L’ultimo esempio è l’attacco di un Canto di Leopardi, L’ultimo canto di Saffo.
“Placida notte e verecondo raggio / della cadente luna”.
Saffo medita di suicidarsi gettandosi in mare da una rupe a strapiombo dell’isola di Leucade. E’ una leggenda. Saffo non si è mai suicidata, e Leopardi lo sa. Ma la leggenda gli serve, gli serve la “caduta” di Saffo nel mare e nella morte. E come attacca Leopardi il canto che immagina sulla bocca di Saffo prima di gettarsi? Con l’evocazione di una caduta. Della luna, tra le immagini costanti del pensiero e della poesia leopardiana. L’ultimo suo canto, incompiuto, s’intitola Il tramonto della luna. E alla luna si rivolge il pastore errante. Qui, a rappresentare nel ritmo del verso la caduta, Leopardi ricorre, anche lui, alla figura dell’enjambements.  Il raggio della luna, sospeso sulla fine del primo verso, cade all’inizio del secondo, la voce non si può fermare, deve proseguire, ma prolungandosi oltre la fine del verso fa sentire la cesura, la caduta: verecondo raggio / della cadente luna.

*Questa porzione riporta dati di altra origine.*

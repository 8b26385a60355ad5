//! Fixed-layout payload records.
//!
//! Every payload the driver sends or receives is a little-endian sequence
//! of fixed-size records, optionally behind a short header. Records are
//! decoded field by field with explicit bounds checks; nothing here relies
//! on host memory layout.

use std::fmt;
use std::fmt::Write as _;

use bytes::{Buf, BufMut, BytesMut};
use hrocm_core::{format_revision, text_field, Error, Result};

use crate::opcode::Opcode;

fn ensure_len(bytes: &[u8], needed: usize, what: &str) -> Result<()> {
    if bytes.len() < needed {
        return Err(Error::Protocol(format!(
            "{what}: need {needed} bytes, got {}",
            bytes.len()
        )));
    }
    Ok(())
}

fn put_text(buf: &mut BytesMut, text: &str, width: usize) {
    let bytes = text.as_bytes();
    let n = bytes.len().min(width);
    buf.put_slice(&bytes[..n]);
    buf.put_bytes(b' ', width - n);
}

/// A fixed-size record in a payload array.
pub trait Record: Sized {
    /// Encoded size in bytes.
    const LEN: usize;

    /// Decode one record. The caller guarantees `LEN` bytes remain.
    fn read(buf: &mut &[u8]) -> Self;

    fn write(&self, buf: &mut BytesMut);
}

/// Encode a record array.
pub fn encode_records<R: Record>(records: &[R]) -> Vec<u8> {
    let mut buf = BytesMut::with_capacity(records.len() * R::LEN);
    for record in records {
        record.write(&mut buf);
    }
    buf.to_vec()
}

/// Decode as many whole records as `bytes` holds.
pub fn decode_records<R: Record>(mut bytes: &[u8]) -> Vec<R> {
    let count = bytes.len() / R::LEN;
    let mut records = Vec::with_capacity(count);
    for _ in 0..count {
        records.push(R::read(&mut bytes));
    }
    records
}

// ---------------------------------------------------------------
// Device capability record
// ---------------------------------------------------------------

/// Size of the GETDEV payload.
pub const DEVICE_INFO_LEN: usize = 124;

/// How the OSNR engine bounds a channel's signal bandwidth.
#[derive(Debug, Clone, Copy, PartialEq, Eq, Hash)]
pub enum BandwidthMode {
    /// `'T'`: bandwidth is where the spectrum falls a threshold below peak.
    Threshold,
    /// `'S'`: bandwidth is a fixed number of slices around the center.
    FixedSlices,
    /// Any other flag byte.
    Other(u8),
}

impl BandwidthMode {
    pub fn from_flag(flag: u8) -> Self {
        match flag {
            b'T' => BandwidthMode::Threshold,
            b'S' => BandwidthMode::FixedSlices,
            other => BandwidthMode::Other(other),
        }
    }

    pub fn flag(self) -> u8 {
        match self {
            BandwidthMode::Threshold => b'T',
            BandwidthMode::FixedSlices => b'S',
            BandwidthMode::Other(flag) => flag,
        }
    }
}

impl fmt::Display for BandwidthMode {
    fn fmt(&self, f: &mut fmt::Formatter<'_>) -> fmt::Result {
        write!(f, "{}", self.flag() as char)
    }
}

/// Device capability record returned by GETDEV.
///
/// Frequencies are fixed point in units of 0.1 MHz
/// (see [`FREQ_SCALE`](crate::units::FREQ_SCALE)).
#[derive(Debug, Clone, PartialEq, Eq)]
pub struct DeviceInfo {
    pub hardware_revision: u32,
    pub firmware_revision: u32,
    pub serial_number: String,
    pub manufacturing_date: String,
    pub label: String,
    pub module_id: String,
    pub max_ports: u16,
    pub max_slices: u16,
    pub max_channels: u16,
    pub bandwidth_mode: BandwidthMode,
    pub slice_width: u32,
    pub first_slice_freq: u32,
    pub capabilities: u32,
}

A me sembra che questo modo di leggere la poesia – come negli altri due post sui corti circuiti musicali – collocandosi non alla fine del percorso poetica, cioè sulla ricezione dell’ascoltatore o del lettore, ma all’inizio, quando la poesia nasce, si costruisce, nel laboratorio del poeta, renda molto più complessa e perfino più emozionante la lettura della poesia, che non il soffermarsi sulle emozioni che la lettura mi provoca. Emozioni legittime, ma insufficienti a penetrare, veramente, profondamente, nel mondo della poesia.

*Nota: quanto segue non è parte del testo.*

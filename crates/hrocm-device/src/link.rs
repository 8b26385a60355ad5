//! The link: one transport plus everything needed to drive it.
//!
//! [`Link`] owns the transport, the outgoing sequence counter, the retry
//! budget, the link counters and the diagnostics log. Every exchange goes
//! through [`Link::exchange`], which enforces the module's recovery delay
//! after each transfer. The polling loops live in [`poll`](crate::poll)
//! and the command shapes in [`dispatch`](crate::dispatch), both as
//! further `impl` blocks on `Link`.

use std::ops::{Deref, DerefMut};
use std::time::Duration;

use hrocm_core::diagnostics::{Diagnostics, LinkCounters};
use hrocm_core::error::{FrameError, Result};
use hrocm_core::transport::Transport;
use hrocm_wire::frame::Header;
use tracing::trace;

/// Default pause after every exchange.
pub const DEFAULT_RECOVERY_DELAY: Duration = Duration::from_millis(5);

/// Default bound on a normal wait.
pub const DEFAULT_TIMEOUT: Duration = Duration::from_millis(2000);

/// Bound on firmware save/execute and reset.
pub const DEFAULT_LONG_TIMEOUT: Duration = Duration::from_secs(180);

/// Retry budget of a link, expressed in exchanges.
#[derive(Debug, Clone, Copy, PartialEq, Eq)]
pub struct RetryPolicy {
    pub recovery_delay: Duration,
    /// Attempts allowed for a normal wait.
    pub attempts: u32,
    /// Attempts allowed for a long-running operation.
    pub long_attempts: u32,
}

impl RetryPolicy {
    /// Derive attempt counts from wall-clock timeouts: one attempt per
    /// recovery delay. With a zero delay the default counts are used.
    pub fn from_timeouts(
        recovery_delay: Duration,
        timeout: Duration,
        long_timeout: Duration,
    ) -> Self {
        let per = |t: Duration, fallback: Duration| {
            let delay = if recovery_delay.is_zero() {
                DEFAULT_RECOVERY_DELAY
            } else {
                recovery_delay
            };
            let t = if t.is_zero() { fallback } else { t };
            u32::try_from(t.as_micros() / delay.as_micros().max(1))
                .unwrap_or(u32::MAX)
                .max(1)
        };
        RetryPolicy {
            recovery_delay,
            attempts: per(timeout, DEFAULT_TIMEOUT),
            long_attempts: per(long_timeout, DEFAULT_LONG_TIMEOUT),
        }
    }
}

impl Default for RetryPolicy {
    fn default() -> Self {
        RetryPolicy::from_timeouts(DEFAULT_RECOVERY_DELAY, DEFAULT_TIMEOUT, DEFAULT_LONG_TIMEOUT)
    }
}

/// A transport driven under the HROCM exchange rules.
pub struct Link<T> {
    pub(crate) transport: T,
    pub(crate) policy: RetryPolicy,
    pub(crate) budget: u32,
    sequence: u32,
    pub(crate) counters: LinkCounters,
    pub(crate) diagnostics: Diagnostics,
    pub(crate) last_header: Option<Header>,
}

impl<T: Transport> Link<T> {
    /// Create a link. The first command uses the sequence number after
    /// `initial_sequence`.
    pub fn new(transport: T, policy: RetryPolicy, initial_sequence: u32) -> Self {
        Link {
            transport,
            policy,
            budget: policy.attempts,
            sequence: initial_sequence,
            counters: LinkCounters::default(),
            diagnostics: Diagnostics::new(),
            last_header: None,
        }
    }

    pub fn transport(&self) -> &T {
        &self.transport
    }

    pub fn transport_mut(&mut self) -> &mut T {
        &mut self.transport
    }

    pub fn policy(&self) -> RetryPolicy {
        self.policy
    }

    /// Attempts currently allowed per wait.
    pub fn budget(&self) -> u32 {
        self.budget
    }

    /// Replace the attempt budget, returning the previous one so the
    /// caller can restore it.
    pub fn set_budget(&mut self, attempts: u32) -> u32 {
        std::mem::replace(&mut self.budget, attempts.max(1))
    }

    /// Switch to the long attempt budget until the returned guard is
    /// dropped. The previous budget comes back on every path, including
    /// a cancelled future.
    pub fn long_budget(&mut self) -> LongBudget<'_, T> {
        let previous = self.set_budget(self.policy.long_attempts);
        LongBudget {
            link: self,
            previous,
        }
    }

    pub fn counters(&self) -> LinkCounters {
        self.counters
    }

    pub fn diagnostics(&self) -> &Diagnostics {
        &self.diagnostics
    }

    pub fn diagnostics_mut(&mut self) -> &mut Diagnostics {
        &mut self.diagnostics
    }

    /// The most recent header that validated.
    pub fn last_header(&self) -> Option<&Header> {
        self.last_header.as_ref()
    }

    /// Sequence number of the most recent command.
    pub fn current_sequence(&self) -> u32 {
        self.sequence
    }

    /// Advance the outgoing sequence counter. Zero is skipped: it is the
    /// value every `SEQARR` slot holds after power-up.
    pub fn next_sequence(&mut self) -> u32 {
        self.sequence = self.sequence.wrapping_add(1);
        if self.sequence == 0 {
            self.sequence = 1;
        }
        self.sequence
    }

    /// One full-duplex transfer followed by the recovery delay.
    ///
    /// Adapter failures are returned unchanged; the delay is observed
    /// either way.
    pub async fn exchange(&mut self, tx: &[u8], rx: &mut [u8]) -> Result<()> {
        let outcome = self.transport.transfer(tx, rx).await;
        trace!(len = tx.len(), ok = outcome.is_ok(), "spi exchange");
        if !self.policy.recovery_delay.is_zero() {
            tokio::time::sleep(self.policy.recovery_delay).await;
        }
        outcome
    }

    /// Count a rejected frame.
    pub(crate) fn record_frame_error(&mut self, error: FrameError) {
        if error.is_magic() {
            self.counters.magic_errors += 1;
        } else if error.is_header_crc() {
            self.counters.header_crc_errors += 1;
        } else if !matches!(error, FrameError::TooLarge { .. }) {
            self.counters.frame_crc_errors += 1;
        }
        trace!(%error, "frame rejected");
    }
}

/// A [`Link`] running under the long attempt budget.
///
/// Dereferences to the link; dropping it restores the budget that was in
/// force before.
pub struct LongBudget<'a, T> {
    link: &'a mut Link<T>,
    previous: u32,
}

impl<T> Deref for LongBudget<'_, T> {
    type Target = Link<T>;

    fn deref(&self) -> &Link<T> {
        self.link
    }
}

impl<T> DerefMut for LongBudget<'_, T> {
    fn deref_mut(&mut self) -> &mut Link<T> {
        self.link
    }
}

impl<T> Drop for LongBudget<'_, T> {
    fn drop(&mut self) {
        self.link.budget = self.previous;
    }
}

Chiudo con una citazione da Baudelaire, un sonetto, Recueillement, il cui attacco è tra i più belli che io conosca della poesia di tutti tempi:
“Sois sage, ô ma Douleur! Et tiens-toi plus tranquille”.
E’ un alessandrino. L’efficacia nasce dal perfetto equilibrio ritmico dei due emistichi, entrambi d’andamento giambico. Ma questo equilibrio conosce all’inizio una lacerazione, una ferita: être sage, nella lingua parlata (stupendo questo contaminare il livello alto con quello basso in Baudelaire – come in Dante! E lo sapeva), significa stare buono, non fare casino. Ma Baudelaire gioca anche con il significato alto dell’attributo sage, saggio. In italiano è impossibile tradurre la convivenza dei due livelli. Ma è ciò che fa Baudelaire, facendo esplodere un ossimoro sublime: come fa il dolore a essere “saggio”? Subito, però, abbassa il tono – gli è bastato il grido di quel “ô ma Douleur!”,  e dice: resta un po’ più calmo, non agitarti, tiens-toi plus tranquille.

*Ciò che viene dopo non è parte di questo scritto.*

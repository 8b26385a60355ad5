//! Transport wrappers for the HROCM driver.
//!
//! The physical SPI adapter is supplied by the caller as any
//! [`Transport`](hrocm_core::Transport). This crate adds:
//!
//! - [`BinLogTransport`]: records every exchange to a binary log
//! - [`ReplayTransport`]: answers from a previously recorded log
//!
//! # Example
//!
//! ```
//! use hrocm_transport::{read_records, BinLogTransport, SharedSink};
//! use hrocm_test_harness::MockTransport;
//! use hrocm_core::transport::Transport;
//!
//! # async fn example() -> hrocm_core::Result<()> {
//! let mut mock = MockTransport::new();
//! mock.reply(&[0u8; 64]);
//! let sink = SharedSink::new();
//! let mut transport = BinLogTransport::new(mock, sink.clone());
//!
//! let mut rx = [0u8; 64];
//! transport.transfer(&[0u8; 64], &mut rx).await?;
//!
//! let records = read_records(&sink.contents()[..])?;
//! assert_eq!(records.len(), 1);
//! # Ok(())
//! # }
//! ```

pub mod binlog;
pub mod replay;

pub use binlog::{
    parse_records, read_records, BinLogRecord, BinLogTransport, SharedSink, BINLOG_MAGIC,
};
pub use replay::ReplayTransport;
//! Formatting helpers for module metadata and spectra.

/// Format a packed revision word as `major.minor.patch`, with an `rcN`
/// suffix when the release-candidate byte is non-zero.
///
/// The word is packed big-end first: bits 31..24 major, 23..16 minor,
/// 15..8 patch, 7..0 release candidate.
///
/// # Example
///
/// ```
/// use hrocm_core::format_revision;
///
/// assert_eq!(format_revision(0x0102_0300), "1.2.3");
/// assert_eq!(format_revision(0x0300_0102), "3.0.1rc2");
/// ```
pub fn format_revision(word: u32) -> String {
    let major = (word >> 24) & 0xFF;
    let minor = (word >> 16) & 0xFF;
    let patch = (word >> 8) & 0xFF;
    let rc = word & 0xFF;
    if rc == 0 {
        format!("{major}.{minor}.{patch}")
    } else {
        format!("{major}.{minor}.{patch}rc{rc}")
    }
}

/// Format an optical frequency in THz with six decimal places (1 MHz).
///
/// # Example
///
/// ```
/// use hrocm_core::format_freq_thz;
///
/// assert_eq!(format_freq_thz(191.35), "191.350000 THz");
/// ```
pub fn format_freq_thz(thz: f64) -> String {
    format!("{thz:.6} THz")
}

/// Decode a fixed-width text field: stop at the first NUL, then strip
/// surrounding spaces.
///
/// # Example
///
/// ```
/// use hrocm_core::text_field;
///
/// assert_eq!(text_field(b"  FNS1234  \0\0\0"), "FNS1234");
/// ```
pub fn text_field(raw: &[u8]) -> String {
    let end = raw.iter().position(|&b| b == 0).unwrap_or(raw.len());
    String::from_utf8_lossy(&raw[..end]).trim_matches(' ').to_string()
}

Ecco come lavorano i poeti. E ora chiedo: perché sopravvalutare le nostre emozioni e non mostrarsi invece più umili, indagare, chiedersi, come abbia lavorato il poeta? In una parola: dare credito alla sua emozione più che alla nostra. Ma quella, la sua, potremo capirla veramente solo sforzandoci di studiare, e capire, con che lavoro il poeta l’abbia rielaborata, espressa, e ce l’abbia così comunicata. Insomma, non siamo così importanti, e soprattutto non sono così importanti le nostre emozioni, per valutare davvero il lavoro di un poeta. Schumann, in un bellissimo, aforisma scrive: “Il filisteo vuole capire in un attimo ciò che all’artista è costato mesi, forse anni di lavoro”. E in un altro: “Mi piace, non mi piace, dice la gente. Come se non ci fosse niente di più importante da fare che piacere alla gente”. Riflettiamoci. Smettiamola di considerare il nostro ombelico il centro del mondo. E le nostre emozioni un metro di giudizio esclusivo, inconfutabile.